Scan the data below and copy each line where "chrono" occurs.

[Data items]

****************

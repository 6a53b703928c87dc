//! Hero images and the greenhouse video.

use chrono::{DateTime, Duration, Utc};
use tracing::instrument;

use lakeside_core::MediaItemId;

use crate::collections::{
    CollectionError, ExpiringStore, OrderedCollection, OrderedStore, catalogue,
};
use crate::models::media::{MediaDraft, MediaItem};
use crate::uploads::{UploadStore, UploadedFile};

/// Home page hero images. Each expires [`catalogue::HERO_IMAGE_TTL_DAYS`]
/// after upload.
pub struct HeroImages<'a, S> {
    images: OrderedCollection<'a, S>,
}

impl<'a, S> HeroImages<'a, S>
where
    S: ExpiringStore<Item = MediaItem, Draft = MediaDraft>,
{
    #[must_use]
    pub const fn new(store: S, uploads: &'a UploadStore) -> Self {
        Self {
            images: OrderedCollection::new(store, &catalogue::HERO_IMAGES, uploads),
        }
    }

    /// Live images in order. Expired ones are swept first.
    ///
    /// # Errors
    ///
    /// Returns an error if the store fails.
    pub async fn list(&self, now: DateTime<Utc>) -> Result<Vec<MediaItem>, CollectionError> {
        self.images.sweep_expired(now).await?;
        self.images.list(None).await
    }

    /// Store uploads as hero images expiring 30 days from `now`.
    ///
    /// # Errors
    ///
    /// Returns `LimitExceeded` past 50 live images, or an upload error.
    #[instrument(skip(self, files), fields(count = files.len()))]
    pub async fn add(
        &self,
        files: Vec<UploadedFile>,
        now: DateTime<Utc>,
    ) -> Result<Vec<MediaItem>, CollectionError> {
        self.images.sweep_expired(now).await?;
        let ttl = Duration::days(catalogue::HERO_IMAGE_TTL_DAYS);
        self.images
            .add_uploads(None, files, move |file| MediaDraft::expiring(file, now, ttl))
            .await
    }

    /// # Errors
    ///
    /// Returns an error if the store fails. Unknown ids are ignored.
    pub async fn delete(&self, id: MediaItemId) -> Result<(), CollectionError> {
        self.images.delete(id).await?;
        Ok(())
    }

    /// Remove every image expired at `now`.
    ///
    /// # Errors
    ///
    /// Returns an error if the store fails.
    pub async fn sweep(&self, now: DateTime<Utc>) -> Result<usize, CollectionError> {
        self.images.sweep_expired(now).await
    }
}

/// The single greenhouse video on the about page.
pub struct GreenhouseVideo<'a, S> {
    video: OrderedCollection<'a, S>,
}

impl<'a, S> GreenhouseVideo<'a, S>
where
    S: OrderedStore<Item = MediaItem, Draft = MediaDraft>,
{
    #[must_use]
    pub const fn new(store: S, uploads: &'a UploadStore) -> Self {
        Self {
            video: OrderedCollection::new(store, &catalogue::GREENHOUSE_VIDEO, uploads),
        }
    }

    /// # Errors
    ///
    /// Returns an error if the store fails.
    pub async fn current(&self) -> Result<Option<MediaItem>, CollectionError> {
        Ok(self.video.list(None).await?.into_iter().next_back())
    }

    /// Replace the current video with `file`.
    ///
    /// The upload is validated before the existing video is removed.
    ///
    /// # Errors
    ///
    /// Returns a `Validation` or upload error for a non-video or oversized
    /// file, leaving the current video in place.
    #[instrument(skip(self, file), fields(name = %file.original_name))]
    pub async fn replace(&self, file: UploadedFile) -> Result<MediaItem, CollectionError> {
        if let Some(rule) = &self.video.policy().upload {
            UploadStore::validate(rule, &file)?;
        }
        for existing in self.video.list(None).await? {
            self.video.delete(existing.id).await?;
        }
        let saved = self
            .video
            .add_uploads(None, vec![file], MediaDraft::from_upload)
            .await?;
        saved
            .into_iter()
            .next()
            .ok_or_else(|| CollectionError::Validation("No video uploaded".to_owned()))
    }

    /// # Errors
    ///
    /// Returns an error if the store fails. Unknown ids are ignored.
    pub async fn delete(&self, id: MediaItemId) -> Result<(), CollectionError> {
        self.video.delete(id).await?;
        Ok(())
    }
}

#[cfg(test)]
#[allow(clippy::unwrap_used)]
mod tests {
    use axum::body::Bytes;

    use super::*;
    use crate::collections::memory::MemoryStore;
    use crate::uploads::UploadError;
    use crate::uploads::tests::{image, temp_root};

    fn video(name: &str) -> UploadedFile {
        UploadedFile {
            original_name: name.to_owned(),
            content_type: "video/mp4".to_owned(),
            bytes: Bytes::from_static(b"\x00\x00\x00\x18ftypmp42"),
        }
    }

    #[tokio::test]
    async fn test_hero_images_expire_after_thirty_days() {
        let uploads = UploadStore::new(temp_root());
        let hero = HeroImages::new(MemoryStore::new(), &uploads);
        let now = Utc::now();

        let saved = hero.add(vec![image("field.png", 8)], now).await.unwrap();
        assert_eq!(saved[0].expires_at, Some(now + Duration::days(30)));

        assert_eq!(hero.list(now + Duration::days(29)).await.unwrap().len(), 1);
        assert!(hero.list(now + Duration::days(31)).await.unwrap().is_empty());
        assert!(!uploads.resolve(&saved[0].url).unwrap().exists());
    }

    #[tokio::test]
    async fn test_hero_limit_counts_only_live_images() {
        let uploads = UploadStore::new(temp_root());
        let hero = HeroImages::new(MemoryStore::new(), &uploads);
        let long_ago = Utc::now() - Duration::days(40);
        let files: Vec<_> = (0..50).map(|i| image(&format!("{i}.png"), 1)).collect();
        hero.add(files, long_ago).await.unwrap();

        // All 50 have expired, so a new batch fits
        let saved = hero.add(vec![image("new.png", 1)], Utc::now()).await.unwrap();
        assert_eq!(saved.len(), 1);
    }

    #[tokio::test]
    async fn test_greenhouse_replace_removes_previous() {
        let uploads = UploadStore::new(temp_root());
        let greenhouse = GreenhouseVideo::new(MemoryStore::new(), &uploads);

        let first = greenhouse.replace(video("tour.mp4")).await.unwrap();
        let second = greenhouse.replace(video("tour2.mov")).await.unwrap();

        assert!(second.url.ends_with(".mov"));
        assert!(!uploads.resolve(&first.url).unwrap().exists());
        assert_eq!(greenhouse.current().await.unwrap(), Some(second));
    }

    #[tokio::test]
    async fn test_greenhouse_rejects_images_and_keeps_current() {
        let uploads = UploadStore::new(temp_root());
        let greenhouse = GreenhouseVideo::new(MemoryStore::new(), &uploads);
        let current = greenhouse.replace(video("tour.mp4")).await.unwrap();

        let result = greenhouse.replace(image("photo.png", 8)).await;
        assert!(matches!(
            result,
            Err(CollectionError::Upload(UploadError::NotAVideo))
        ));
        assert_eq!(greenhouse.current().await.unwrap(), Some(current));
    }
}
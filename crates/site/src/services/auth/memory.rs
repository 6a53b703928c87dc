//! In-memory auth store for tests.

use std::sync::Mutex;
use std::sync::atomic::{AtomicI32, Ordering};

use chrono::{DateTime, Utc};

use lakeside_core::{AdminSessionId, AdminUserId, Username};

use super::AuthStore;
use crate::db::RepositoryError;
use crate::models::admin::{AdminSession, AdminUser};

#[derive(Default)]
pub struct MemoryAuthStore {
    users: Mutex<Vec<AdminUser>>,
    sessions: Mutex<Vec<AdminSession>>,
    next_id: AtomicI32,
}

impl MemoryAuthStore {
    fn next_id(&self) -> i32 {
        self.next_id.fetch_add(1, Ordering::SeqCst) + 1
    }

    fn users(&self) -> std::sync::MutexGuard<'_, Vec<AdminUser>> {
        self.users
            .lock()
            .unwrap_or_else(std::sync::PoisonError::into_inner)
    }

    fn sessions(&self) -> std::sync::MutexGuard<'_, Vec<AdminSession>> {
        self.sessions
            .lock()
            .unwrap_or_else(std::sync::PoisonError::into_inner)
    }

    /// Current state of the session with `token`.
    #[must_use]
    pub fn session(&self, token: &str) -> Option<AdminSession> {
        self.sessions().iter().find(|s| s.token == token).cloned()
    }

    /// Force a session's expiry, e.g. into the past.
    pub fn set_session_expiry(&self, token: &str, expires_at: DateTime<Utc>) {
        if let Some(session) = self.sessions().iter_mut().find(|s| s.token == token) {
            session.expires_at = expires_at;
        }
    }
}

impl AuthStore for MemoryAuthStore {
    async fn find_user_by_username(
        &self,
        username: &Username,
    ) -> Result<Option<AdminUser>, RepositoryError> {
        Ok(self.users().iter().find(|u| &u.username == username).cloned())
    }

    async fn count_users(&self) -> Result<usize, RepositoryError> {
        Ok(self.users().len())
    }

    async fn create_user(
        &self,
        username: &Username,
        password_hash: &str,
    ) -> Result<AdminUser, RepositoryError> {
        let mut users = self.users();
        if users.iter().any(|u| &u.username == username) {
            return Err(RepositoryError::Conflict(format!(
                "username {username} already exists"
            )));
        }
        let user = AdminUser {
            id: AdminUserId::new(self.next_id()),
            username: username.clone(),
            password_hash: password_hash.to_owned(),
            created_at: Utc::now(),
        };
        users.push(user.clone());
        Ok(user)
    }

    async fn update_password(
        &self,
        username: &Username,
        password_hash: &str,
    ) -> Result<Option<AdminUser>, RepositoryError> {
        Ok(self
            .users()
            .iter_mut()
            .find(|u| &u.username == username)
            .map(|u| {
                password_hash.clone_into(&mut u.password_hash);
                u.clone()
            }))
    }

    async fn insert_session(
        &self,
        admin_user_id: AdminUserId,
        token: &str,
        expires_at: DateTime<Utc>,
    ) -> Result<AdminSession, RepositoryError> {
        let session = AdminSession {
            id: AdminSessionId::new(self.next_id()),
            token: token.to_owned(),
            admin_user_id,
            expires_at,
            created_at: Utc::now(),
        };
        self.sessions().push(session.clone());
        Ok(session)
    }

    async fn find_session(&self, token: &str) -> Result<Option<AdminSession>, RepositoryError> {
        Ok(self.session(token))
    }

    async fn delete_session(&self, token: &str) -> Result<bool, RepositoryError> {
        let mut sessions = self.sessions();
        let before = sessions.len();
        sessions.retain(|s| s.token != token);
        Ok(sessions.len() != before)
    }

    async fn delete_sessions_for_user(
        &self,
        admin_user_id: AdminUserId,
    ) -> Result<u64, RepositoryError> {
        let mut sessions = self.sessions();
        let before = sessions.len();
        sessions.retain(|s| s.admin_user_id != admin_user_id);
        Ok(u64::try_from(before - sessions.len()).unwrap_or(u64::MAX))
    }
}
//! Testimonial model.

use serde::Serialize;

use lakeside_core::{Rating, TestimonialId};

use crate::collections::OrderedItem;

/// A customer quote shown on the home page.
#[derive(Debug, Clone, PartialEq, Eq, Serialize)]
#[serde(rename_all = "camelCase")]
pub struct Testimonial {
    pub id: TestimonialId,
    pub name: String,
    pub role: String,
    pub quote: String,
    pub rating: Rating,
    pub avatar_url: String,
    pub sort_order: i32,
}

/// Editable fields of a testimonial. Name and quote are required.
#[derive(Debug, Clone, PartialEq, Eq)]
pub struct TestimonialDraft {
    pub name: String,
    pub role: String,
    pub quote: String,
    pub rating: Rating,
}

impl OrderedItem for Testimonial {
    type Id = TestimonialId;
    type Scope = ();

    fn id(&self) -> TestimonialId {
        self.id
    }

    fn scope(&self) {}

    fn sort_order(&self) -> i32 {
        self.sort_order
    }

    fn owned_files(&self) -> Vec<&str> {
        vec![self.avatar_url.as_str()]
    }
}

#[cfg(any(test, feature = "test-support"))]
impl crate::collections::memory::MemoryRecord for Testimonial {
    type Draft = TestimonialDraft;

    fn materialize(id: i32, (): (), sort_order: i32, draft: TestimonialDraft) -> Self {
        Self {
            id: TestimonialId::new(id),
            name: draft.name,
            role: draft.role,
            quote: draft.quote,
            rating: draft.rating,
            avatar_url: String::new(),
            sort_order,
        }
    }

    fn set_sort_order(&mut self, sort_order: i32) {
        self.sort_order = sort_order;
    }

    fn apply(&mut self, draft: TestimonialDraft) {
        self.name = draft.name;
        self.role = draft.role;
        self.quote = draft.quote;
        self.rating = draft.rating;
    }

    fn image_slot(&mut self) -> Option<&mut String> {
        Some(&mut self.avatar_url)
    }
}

****************

» **Result for this exercise**:
use chrono::{DateTime, Duration, Utc};
use chrono::{DateTime, Utc};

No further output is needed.